My Job is simply to parse logs and convert them into Parquet.
So Here are the Time Stats:
----------------------------------------
For 1 GB of Splunk Windows Logs :
Meltano pipeline ( without Batch Capability) : 8 min 7 secs (average of 3 runs)
Meltano pipeline ( with Batch Capability) : 3 min 52 secs (avg. of 3 runs)
My Custom Python Script : 1 min 40 secs (avg. of 3 runs)
For 5GB of Splunk Windows Logs:
Meltano pipeline ( without Batch Capability) : 40 min 55 secs (average of 3 runs)
Meltano pipeline ( with Batch Capability) : 15 min 48 secs (avg. of 3 runs)

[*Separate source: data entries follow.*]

//! Per-connection handler

use std::net::SocketAddr;
use std::sync::Arc;

use tokio::io::{AsyncRead, AsyncReadExt, AsyncWrite};
use tokio::sync::broadcast;
use tracing::{debug, info, instrument, warn};
use uuid::Uuid;

use crate::config::ServerConfig;
use crate::protocol::{relay_message, welcome_message};
use crate::registry::ClientId;
use crate::relay::{Broadcaster, MessageFramer};

/// Lifecycle of a handler: `Greeting -> Reading -> Closing`
#[derive(Debug, Clone, Copy, PartialEq, Eq)]
pub enum HandlerState {
    Greeting,
    Reading,
    Closing,
}

/// Why a handler reached `Closing`
#[derive(Debug, Clone, Copy, PartialEq, Eq)]
pub enum HandlerOutcome {
    /// Read returned zero bytes
    RemoteClosed,
    /// Read failed
    ReadError,
    /// Server shutdown was signalled
    Shutdown,
}

/// What a finished handler reports back to the acceptor
#[derive(Debug, Clone, PartialEq, Eq)]
pub struct HandlerSummary {
    pub id: ClientId,
    pub outcome: HandlerOutcome,
    pub messages_relayed: u64,
    pub bytes_received: u64,
}

/// Drives one registered connection.
///
/// The handler owns the read half of the transport and its read buffer; the
/// write half lives in the registry so peers can broadcast to it. Every exit
/// path goes through `close`, which unregisters the connection exactly once.
pub struct ConnectionHandler<R, W> {
    id: ClientId,
    session_id: Uuid,
    remote_addr: SocketAddr,
    reader: R,
    broadcaster: Arc<Broadcaster<W>>,
    framer: MessageFramer,
    read_limit: usize,
    shutdown_rx: broadcast::Receiver<()>,
    state: HandlerState,
    messages_relayed: u64,
    bytes_received: u64,
}

impl<R, W> ConnectionHandler<R, W>
where
    R: AsyncRead + Unpin + Send,
    W: AsyncWrite + Unpin + Send,
{
    pub fn new(
        id: ClientId,
        remote_addr: SocketAddr,
        reader: R,
        broadcaster: Arc<Broadcaster<W>>,
        server: &ServerConfig,
        shutdown_rx: broadcast::Receiver<()>,
    ) -> Self {
        let read_limit = server.read_limit();

        Self {
            id,
            session_id: Uuid::new_v4(),
            remote_addr,
            reader,
            broadcaster,
            framer: MessageFramer::new(server.framing, read_limit),
            read_limit,
            shutdown_rx,
            state: HandlerState::Greeting,
            messages_relayed: 0,
            bytes_received: 0,
        }
    }

    pub fn id(&self) -> ClientId {
        self.id
    }

    pub fn state(&self) -> HandlerState {
        self.state
    }

    /// Run the connection to completion
    #[instrument(name = "client", skip_all, fields(id = %self.id, session = %self.session_id, addr = %self.remote_addr))]
    pub async fn run(mut self) -> HandlerSummary {
        self.greet().await;

        self.state = HandlerState::Reading;
        let outcome = self.read_loop().await;

        self.close(outcome).await;

        HandlerSummary {
            id: self.id,
            outcome,
            messages_relayed: self.messages_relayed,
            bytes_received: self.bytes_received,
        }
    }

    async fn greet(&mut self) {
        // A failed welcome does not end the connection
        if let Err(e) = self.broadcaster.send_to(self.id, &welcome_message(self.id)).await {
            warn!("Failed to send welcome to client {}: {}", self.id, e);
        }
    }

    async fn read_loop(&mut self) -> HandlerOutcome {
        let mut buffer = vec![0u8; self.read_limit];

        loop {
            let read = tokio::select! {
                result = self.reader.read(&mut buffer) => result,
                _ = self.shutdown_rx.recv() => {
                    debug!("Client {} received shutdown signal", self.id);
                    return HandlerOutcome::Shutdown;
                }
            };

            match read {
                Ok(0) => {
                    if let Some(rest) = self.framer.finish() {
                        self.relay(&rest).await;
                    }
                    return HandlerOutcome::RemoteClosed;
                }
                Ok(n) => {
                    self.bytes_received += n as u64;
                    let chunk = &buffer[..n];
                    info!("Client {}: {}", self.id, String::from_utf8_lossy(chunk).trim_end());

                    for message in self.framer.push(chunk) {
                        self.relay(&message).await;
                    }
                }
                Err(e) => {
                    warn!("Read error from client {}: {}", self.id, e);
                    return HandlerOutcome::ReadError;
                }
            }
        }
    }

    async fn relay(&mut self, message: &[u8]) {
        let framed = relay_message(self.id, message);
        self.broadcaster.broadcast(self.id, &framed).await;
        self.messages_relayed += 1;
    }

    async fn close(&mut self, outcome: HandlerOutcome) {
        self.state = HandlerState::Closing;

        // Dropping the registered connection closes the write half
        self.broadcaster.registry().remove(self.id).await;

        info!(
            "Client {} disconnected ({:?}, {} messages relayed)",
            self.id, outcome, self.messages_relayed
        );
    }
}

#[cfg(test)]
mod tests {
    use super::*;
    use crate::config::FramingMode;
    use crate::registry::Registry;
    use crate::relay::RelayStats;
    use std::time::Duration;
    use tokio::io::{duplex, DuplexStream};

    fn addr() -> SocketAddr {
        "127.0.0.1:5000".parse().unwrap()
    }

    fn broadcaster() -> Arc<Broadcaster<DuplexStream>> {
        Arc::new(Broadcaster::new(
            Arc::new(Registry::new(4)),
            Duration::from_secs(1),
            Arc::new(RelayStats::new()),
        ))
    }

    async fn register(broadcaster: &Arc<Broadcaster<DuplexStream>>) -> (ClientId, DuplexStream) {
        let (server_side, client_side) = duplex(4096);
        let id = broadcaster.registry().try_insert(server_side, addr()).await.unwrap();
        (id, client_side)
    }

    async fn read_exactly(stream: &mut DuplexStream, len: usize) -> Vec<u8> {
        let mut buf = vec![0u8; len];
        stream.read_exact(&mut buf).await.unwrap();
        buf
    }

    #[tokio::test]
    async fn test_handler_greets_relays_and_unregisters() {
        let broadcaster = broadcaster();
        let (sender, mut sender_client) = register(&broadcaster).await;
        let (_peer, mut peer_client) = register(&broadcaster).await;
        let (_tx, shutdown_rx) = broadcast::channel(1);

        let reader = tokio_test::io::Builder::new().read(b"hi").build();
        let handler = ConnectionHandler::new(
            sender,
            addr(),
            reader,
            Arc::clone(&broadcaster),
            &ServerConfig::default(),
            shutdown_rx,
        );
        assert_eq!(handler.state(), HandlerState::Greeting);

        let summary = handler.run().await;
        assert_eq!(summary.outcome, HandlerOutcome::RemoteClosed);
        assert_eq!(summary.messages_relayed, 1);
        assert_eq!(summary.bytes_received, 2);

        let welcome = b"Welcome, Client 1!\n";
        assert_eq!(read_exactly(&mut sender_client, welcome.len()).await, welcome);
        assert_eq!(read_exactly(&mut peer_client, 12).await, b"Client 1: hi");
        assert!(!broadcaster.registry().contains(sender).await);
    }

    #[tokio::test]
    async fn test_read_error_closes_connection() {
        let broadcaster = broadcaster();
        let (id, _client) = register(&broadcaster).await;
        let (_tx, shutdown_rx) = broadcast::channel(1);

        let reader = tokio_test::io::Builder::new()
            .read_error(std::io::Error::from(std::io::ErrorKind::ConnectionReset))
            .build();
        let handler = ConnectionHandler::new(
            id,
            addr(),
            reader,
            Arc::clone(&broadcaster),
            &ServerConfig::default(),
            shutdown_rx,
        );

        let summary = handler.run().await;
        assert_eq!(summary.outcome, HandlerOutcome::ReadError);
        assert!(broadcaster.registry().is_empty().await);
    }

    #[tokio::test]
    async fn test_shutdown_signal_closes_idle_connection() {
        let broadcaster = broadcaster();
        let (id, _client) = register(&broadcaster).await;
        let (tx, shutdown_rx) = broadcast::channel(1);

        // Never yields data, so only the shutdown signal can end the loop
        let (reader, _keep_open) = duplex(64);
        let handler = ConnectionHandler::new(
            id,
            addr(),
            reader,
            Arc::clone(&broadcaster),
            &ServerConfig::default(),
            shutdown_rx,
        );

        let task = tokio::spawn(handler.run());
        tokio::time::sleep(Duration::from_millis(20)).await;
        tx.send(()).unwrap();

        let summary = tokio::time::timeout(Duration::from_secs(1), task)
            .await
            .unwrap()
            .unwrap();
        assert_eq!(summary.outcome, HandlerOutcome::Shutdown);
        assert!(!broadcaster.registry().contains(id).await);
    }

    #[tokio::test]
    async fn test_line_framing_relays_each_line() {
        let broadcaster = broadcaster();
        let (sender, _sender_client) = register(&broadcaster).await;
        let (_peer, mut peer_client) = register(&broadcaster).await;
        let (_tx, shutdown_rx) = broadcast::channel(1);

        let server = ServerConfig {
            framing: FramingMode::Line,
            ..ServerConfig::default()
        };
        let reader = tokio_test::io::Builder::new()
            .read(b"a\nb")
            .read(b"c\ntail")
            .build();
        let handler = ConnectionHandler::new(
            sender,
            addr(),
            reader,
            Arc::clone(&broadcaster),
            &server,
            shutdown_rx,
        );

        let summary = handler.run().await;
        assert_eq!(summary.messages_relayed, 3);

        let expected = b"Client 1: a\nClient 1: bc\nClient 1: tail";
        assert_eq!(read_exactly(&mut peer_client, expected.len()).await, expected);
    }
    #[tokio::test]
    async fn test_oversized_read_is_relayed_in_capped_fragments() {
        let broadcaster = broadcaster();
        let (sender, _sender_client) = register(&broadcaster).await;
        let (_peer, mut peer_client) = register(&broadcaster).await;
        let (_tx, shutdown_rx) = broadcast::channel(1);

        let payload: Vec<u8> = (0..2000u32).map(|i| b'a' + (i % 26) as u8).collect();
        let reader = tokio_test::io::Builder::new().read(&payload).build();
        let server = ServerConfig::default();
        let handler = ConnectionHandler::new(
            sender,
            addr(),
            reader,
            Arc::clone(&broadcaster),
            &server,
            shutdown_rx,
        );

        let summary = handler.run().await;
        assert_eq!(summary.messages_relayed, 2);
        assert_eq!(summary.bytes_received, 2000);

        let limit = server.read_limit();
        assert_eq!(limit, 1023);
        let prefix = b"Client 1: ";
        let received = read_exactly(&mut peer_client, payload.len() + 2 * prefix.len()).await;

        assert_eq!(&received[..prefix.len()], prefix);
        assert_eq!(&received[prefix.len()..prefix.len() + limit], &payload[..limit]);
        let second = prefix.len() + limit;
        assert_eq!(&received[second..second + prefix.len()], prefix);
        assert_eq!(&received[second + prefix.len()..], &payload[limit..]);
    }
}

My Custom Python Script : 8 min 25 secs (avg. of 3 runs)
Now, I have some questions.
1)Is the time required by Meltano within the expected range?
2) Is there any way in which I can further decrease the processing time for Meltano?
( Only got one article i.e 6X YOUR SPEED USING BATCHING (
https://meltano.com/blog/6x-more-speed-for-your-data-pipelines-with-batch-messages/)
Although the above article did help me to reduce processing time as provided above in the stats, I still need to improve more on performance for my use case.
3) Is there any parameter, config etc which is there in Meltano, which can help me boost the performance?
4) Why my custom Python script is much faster than Meltano. Where is Meltano taking time? And if that can be changed?
Thanks in Advance!